Try it:
Which lines of the records below contain the word "crate"? Show each one.

<<<<

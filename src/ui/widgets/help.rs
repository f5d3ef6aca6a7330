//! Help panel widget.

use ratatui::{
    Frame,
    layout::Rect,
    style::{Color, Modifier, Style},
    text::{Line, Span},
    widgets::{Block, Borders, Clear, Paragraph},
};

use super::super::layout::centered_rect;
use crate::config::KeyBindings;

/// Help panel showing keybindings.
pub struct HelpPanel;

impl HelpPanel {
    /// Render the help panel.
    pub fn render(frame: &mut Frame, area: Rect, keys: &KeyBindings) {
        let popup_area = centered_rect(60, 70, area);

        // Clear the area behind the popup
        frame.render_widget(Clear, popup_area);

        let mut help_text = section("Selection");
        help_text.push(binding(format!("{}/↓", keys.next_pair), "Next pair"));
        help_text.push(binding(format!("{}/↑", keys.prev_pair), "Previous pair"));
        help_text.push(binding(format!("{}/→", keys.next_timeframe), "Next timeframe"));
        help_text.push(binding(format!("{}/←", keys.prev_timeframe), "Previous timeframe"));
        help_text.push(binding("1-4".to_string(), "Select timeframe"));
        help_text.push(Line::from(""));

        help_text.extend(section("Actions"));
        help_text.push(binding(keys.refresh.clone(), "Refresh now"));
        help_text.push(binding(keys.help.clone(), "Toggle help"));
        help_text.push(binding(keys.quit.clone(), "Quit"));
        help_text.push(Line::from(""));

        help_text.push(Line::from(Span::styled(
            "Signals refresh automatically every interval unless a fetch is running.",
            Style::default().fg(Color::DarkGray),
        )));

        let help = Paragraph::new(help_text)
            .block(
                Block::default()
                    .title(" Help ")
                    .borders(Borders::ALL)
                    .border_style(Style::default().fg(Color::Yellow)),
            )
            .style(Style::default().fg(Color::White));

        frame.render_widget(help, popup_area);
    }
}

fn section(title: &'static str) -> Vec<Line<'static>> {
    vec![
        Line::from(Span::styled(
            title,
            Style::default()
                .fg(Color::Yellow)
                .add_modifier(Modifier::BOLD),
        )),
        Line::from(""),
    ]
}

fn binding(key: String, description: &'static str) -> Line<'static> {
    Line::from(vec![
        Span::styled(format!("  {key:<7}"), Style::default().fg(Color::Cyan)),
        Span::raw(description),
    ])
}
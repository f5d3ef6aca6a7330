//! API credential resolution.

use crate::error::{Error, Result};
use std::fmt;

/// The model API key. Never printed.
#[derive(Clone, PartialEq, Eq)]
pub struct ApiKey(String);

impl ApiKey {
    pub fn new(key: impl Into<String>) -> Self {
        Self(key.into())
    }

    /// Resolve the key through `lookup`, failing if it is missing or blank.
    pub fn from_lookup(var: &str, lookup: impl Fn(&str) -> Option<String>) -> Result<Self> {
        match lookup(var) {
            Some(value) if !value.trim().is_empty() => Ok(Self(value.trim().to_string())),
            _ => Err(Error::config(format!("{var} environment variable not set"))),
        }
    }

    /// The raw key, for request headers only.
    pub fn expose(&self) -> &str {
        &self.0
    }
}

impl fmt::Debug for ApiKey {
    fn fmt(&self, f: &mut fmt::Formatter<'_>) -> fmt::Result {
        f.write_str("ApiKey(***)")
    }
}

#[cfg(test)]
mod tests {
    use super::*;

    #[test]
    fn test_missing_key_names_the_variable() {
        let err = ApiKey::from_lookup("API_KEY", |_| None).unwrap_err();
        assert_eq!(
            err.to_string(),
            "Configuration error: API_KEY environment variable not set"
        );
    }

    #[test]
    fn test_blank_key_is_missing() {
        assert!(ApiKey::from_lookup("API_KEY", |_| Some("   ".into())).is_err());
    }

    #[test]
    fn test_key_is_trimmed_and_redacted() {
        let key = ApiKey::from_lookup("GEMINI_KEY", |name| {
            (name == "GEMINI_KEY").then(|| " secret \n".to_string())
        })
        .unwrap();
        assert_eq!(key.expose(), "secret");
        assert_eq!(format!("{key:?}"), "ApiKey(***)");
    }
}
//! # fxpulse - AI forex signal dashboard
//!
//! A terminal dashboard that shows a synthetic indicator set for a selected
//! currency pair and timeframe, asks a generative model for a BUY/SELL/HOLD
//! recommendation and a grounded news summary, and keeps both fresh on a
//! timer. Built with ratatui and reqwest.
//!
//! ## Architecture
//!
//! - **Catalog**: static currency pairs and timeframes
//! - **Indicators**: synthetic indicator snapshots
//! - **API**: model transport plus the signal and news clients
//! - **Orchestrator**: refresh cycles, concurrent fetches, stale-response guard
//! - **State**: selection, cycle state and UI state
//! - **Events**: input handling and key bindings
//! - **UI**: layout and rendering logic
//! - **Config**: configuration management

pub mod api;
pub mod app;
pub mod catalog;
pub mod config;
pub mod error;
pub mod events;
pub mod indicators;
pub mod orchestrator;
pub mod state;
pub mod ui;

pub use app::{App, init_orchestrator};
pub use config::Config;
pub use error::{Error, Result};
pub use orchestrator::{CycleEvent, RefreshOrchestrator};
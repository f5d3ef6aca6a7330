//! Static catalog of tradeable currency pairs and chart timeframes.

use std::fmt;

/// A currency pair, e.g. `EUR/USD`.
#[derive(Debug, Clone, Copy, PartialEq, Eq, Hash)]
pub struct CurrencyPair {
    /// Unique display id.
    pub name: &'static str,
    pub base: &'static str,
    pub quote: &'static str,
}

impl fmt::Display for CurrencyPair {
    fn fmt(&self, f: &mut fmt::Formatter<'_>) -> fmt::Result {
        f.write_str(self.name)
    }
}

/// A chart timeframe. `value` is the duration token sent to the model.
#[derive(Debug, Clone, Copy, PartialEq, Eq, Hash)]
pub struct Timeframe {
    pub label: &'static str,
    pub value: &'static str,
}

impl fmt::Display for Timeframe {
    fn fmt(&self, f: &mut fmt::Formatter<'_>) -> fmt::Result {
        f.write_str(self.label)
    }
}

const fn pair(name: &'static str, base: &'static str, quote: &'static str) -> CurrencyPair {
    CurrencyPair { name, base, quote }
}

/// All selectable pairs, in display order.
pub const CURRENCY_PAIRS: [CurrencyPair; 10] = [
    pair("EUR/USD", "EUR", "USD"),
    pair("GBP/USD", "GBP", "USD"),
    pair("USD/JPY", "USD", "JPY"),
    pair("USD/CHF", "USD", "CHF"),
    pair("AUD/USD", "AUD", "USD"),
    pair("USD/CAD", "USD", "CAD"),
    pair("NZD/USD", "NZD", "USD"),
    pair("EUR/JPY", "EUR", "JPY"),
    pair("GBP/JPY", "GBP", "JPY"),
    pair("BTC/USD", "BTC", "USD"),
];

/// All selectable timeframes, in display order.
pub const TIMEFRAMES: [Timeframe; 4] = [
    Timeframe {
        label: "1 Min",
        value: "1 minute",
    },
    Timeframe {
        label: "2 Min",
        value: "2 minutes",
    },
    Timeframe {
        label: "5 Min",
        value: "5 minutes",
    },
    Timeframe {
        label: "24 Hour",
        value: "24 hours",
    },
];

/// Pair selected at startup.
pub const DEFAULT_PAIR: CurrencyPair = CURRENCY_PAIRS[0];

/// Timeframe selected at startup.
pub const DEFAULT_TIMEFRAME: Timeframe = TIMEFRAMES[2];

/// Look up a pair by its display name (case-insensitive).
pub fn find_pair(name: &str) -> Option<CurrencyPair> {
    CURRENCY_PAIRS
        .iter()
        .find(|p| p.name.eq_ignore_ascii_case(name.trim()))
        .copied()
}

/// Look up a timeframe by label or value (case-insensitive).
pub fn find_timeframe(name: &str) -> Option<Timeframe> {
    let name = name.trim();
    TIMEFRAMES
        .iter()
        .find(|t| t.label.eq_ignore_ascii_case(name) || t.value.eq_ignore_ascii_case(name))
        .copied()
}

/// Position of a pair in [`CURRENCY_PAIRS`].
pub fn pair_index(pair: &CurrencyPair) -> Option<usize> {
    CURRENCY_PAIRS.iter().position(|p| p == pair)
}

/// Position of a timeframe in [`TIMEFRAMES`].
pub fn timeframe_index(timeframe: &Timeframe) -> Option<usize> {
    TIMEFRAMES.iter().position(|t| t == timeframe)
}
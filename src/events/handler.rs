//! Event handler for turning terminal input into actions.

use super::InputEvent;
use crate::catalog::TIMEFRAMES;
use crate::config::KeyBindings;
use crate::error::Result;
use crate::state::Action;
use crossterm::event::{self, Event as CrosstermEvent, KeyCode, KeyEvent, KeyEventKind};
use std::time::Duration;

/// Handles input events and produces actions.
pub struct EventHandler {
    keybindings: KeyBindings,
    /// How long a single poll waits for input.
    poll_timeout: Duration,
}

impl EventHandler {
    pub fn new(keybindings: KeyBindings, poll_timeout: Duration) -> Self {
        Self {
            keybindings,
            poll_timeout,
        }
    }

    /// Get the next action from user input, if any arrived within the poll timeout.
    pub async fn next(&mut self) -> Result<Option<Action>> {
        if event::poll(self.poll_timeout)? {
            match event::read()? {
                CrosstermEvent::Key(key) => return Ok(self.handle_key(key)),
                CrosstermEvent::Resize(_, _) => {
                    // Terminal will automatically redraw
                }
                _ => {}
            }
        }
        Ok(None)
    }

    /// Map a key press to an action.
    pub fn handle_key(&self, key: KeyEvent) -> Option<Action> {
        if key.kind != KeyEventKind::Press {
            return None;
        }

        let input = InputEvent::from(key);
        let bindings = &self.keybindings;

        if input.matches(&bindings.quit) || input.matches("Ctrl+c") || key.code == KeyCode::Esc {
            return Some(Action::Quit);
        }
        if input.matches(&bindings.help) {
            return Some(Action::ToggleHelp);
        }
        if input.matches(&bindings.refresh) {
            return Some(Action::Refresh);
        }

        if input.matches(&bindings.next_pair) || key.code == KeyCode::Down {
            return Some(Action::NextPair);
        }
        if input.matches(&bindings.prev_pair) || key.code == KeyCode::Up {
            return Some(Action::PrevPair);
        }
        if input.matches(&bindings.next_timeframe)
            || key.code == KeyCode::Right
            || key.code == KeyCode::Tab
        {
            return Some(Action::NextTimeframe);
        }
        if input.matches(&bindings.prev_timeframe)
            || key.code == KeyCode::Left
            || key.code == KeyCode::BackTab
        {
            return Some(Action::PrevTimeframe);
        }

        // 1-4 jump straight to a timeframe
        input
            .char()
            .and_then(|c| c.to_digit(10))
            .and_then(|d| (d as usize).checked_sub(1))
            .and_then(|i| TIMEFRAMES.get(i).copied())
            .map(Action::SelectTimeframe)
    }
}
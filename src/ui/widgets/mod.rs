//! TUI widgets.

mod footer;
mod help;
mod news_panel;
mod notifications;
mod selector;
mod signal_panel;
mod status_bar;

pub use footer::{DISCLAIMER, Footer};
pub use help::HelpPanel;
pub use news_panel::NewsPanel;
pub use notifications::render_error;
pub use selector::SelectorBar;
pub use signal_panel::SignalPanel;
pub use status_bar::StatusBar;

>>>>

Task output:
use crate::config::KeyBindings;
use crate::error::{Error, Result};
use crate::catalog::TIMEFRAMES;
use crate::config::KeyBindings;
use crate::error::Result;
use crate::state::Action;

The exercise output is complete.